---------- Data records
use bridge_traits::BridgeError;
use core_library::LibraryError;
use core_search::SearchError;
use thiserror::Error;

#[derive(Error, Debug)]
pub enum CoreError {
    #[error("Core initialization failed: {0}")]
    InitializationFailed(String),

    #[error("Capability missing: {capability} - {message}")]
    CapabilityMissing { capability: String, message: String },

    #[error("Runtime error: {0}")]
    Runtime(#[from] core_runtime::Error),

    #[error("Library error: {0}")]
    Library(#[from] LibraryError),

    #[error("Search error: {0}")]
    Search(#[from] SearchError),

    #[error("Bridge error: {0}")]
    Bridge(#[from] BridgeError),
}

impl CoreError {
    /// The corpus could not be read
    pub fn is_unavailable(&self) -> bool {
        match self {
            CoreError::Library(err) => err.is_unavailable(),
            CoreError::Search(err) => err.is_unavailable(),
            CoreError::Bridge(err) => err.is_unavailable(),
            _ => false,
        }
    }

    /// The corpus was read but is malformed
    pub fn is_corrupt(&self) -> bool {
        match self {
            CoreError::Library(err) => err.is_corrupt(),
            CoreError::Search(err) => err.is_corrupt(),
            CoreError::Bridge(err) => !err.is_unavailable(),
            _ => false,
        }
    }
}

pub type Result<T> = std::result::Result<T, CoreError>;

#[cfg(test)]
mod tests {
    use super::*;

    #[test]
    fn test_classification_looks_through_layers() {
        let err: CoreError = SearchError::StorageUnavailable("closed".to_string()).into();
        assert!(err.is_unavailable());
        assert!(!err.is_corrupt());

        let err: CoreError = LibraryError::CorpusCorrupt("no such table".to_string()).into();
        assert!(err.is_corrupt());

        let err: CoreError = BridgeError::Unavailable("offline".to_string()).into();
        assert!(err.is_unavailable());

        let err: CoreError = core_runtime::Error::Config("bad".to_string()).into();
        assert!(!err.is_unavailable());
        assert!(!err.is_corrupt());
    }
}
--------------------
◆ Activity: Restate the material word for word, keeping every line intact.

◆ Completed exercise:
use bridge_traits::BridgeError;
use core_library::LibraryError;
use core_search::SearchError;
use thiserror::Error;

#[derive(Error, Debug)]
pub enum CoreError {
    #[error("Core initialization failed: {0}")]
    InitializationFailed(String),

    #[error("Capability missing: {capability} - {message}")]
    CapabilityMissing { capability: String, message: String },

    #[error("Runtime error: {0}")]
    Runtime(#[from] core_runtime::Error),

    #[error("Library error: {0}")]
    Library(#[from] LibraryError),

    #[error("Search error: {0}")]
    Search(#[from] SearchError),

    #[error("Bridge error: {0}")]
    Bridge(#[from] BridgeError),
}

impl CoreError {
    /// The corpus could not be read
    pub fn is_unavailable(&self) -> bool {
        match self {
            CoreError::Library(err) => err.is_unavailable(),
            CoreError::Search(err) => err.is_unavailable(),
            CoreError::Bridge(err) => err.is_unavailable(),
            _ => false,
        }
    }

    /// The corpus was read but is malformed
    pub fn is_corrupt(&self) -> bool {
        match self {
            CoreError::Library(err) => err.is_corrupt(),
            CoreError::Search(err) => err.is_corrupt(),
            CoreError::Bridge(err) => !err.is_unavailable(),
            _ => false,
        }
    }
}

pub type Result<T> = std::result::Result<T, CoreError>;

#[cfg(test)]
mod tests {
    use super::*;

    #[test]
    fn test_classification_looks_through_layers() {
        let err: CoreError = SearchError::StorageUnavailable("closed".to_string()).into();
        assert!(err.is_unavailable());
        assert!(!err.is_corrupt());

        let err: CoreError = LibraryError::CorpusCorrupt("no such table".to_string()).into();
        assert!(err.is_corrupt());

        let err: CoreError = BridgeError::Unavailable("offline".to_string()).into();
        assert!(err.is_unavailable());

        let err: CoreError = core_runtime::Error::Config("bad".to_string()).into();
        assert!(!err.is_unavailable());
        assert!(!err.is_corrupt());
    }
}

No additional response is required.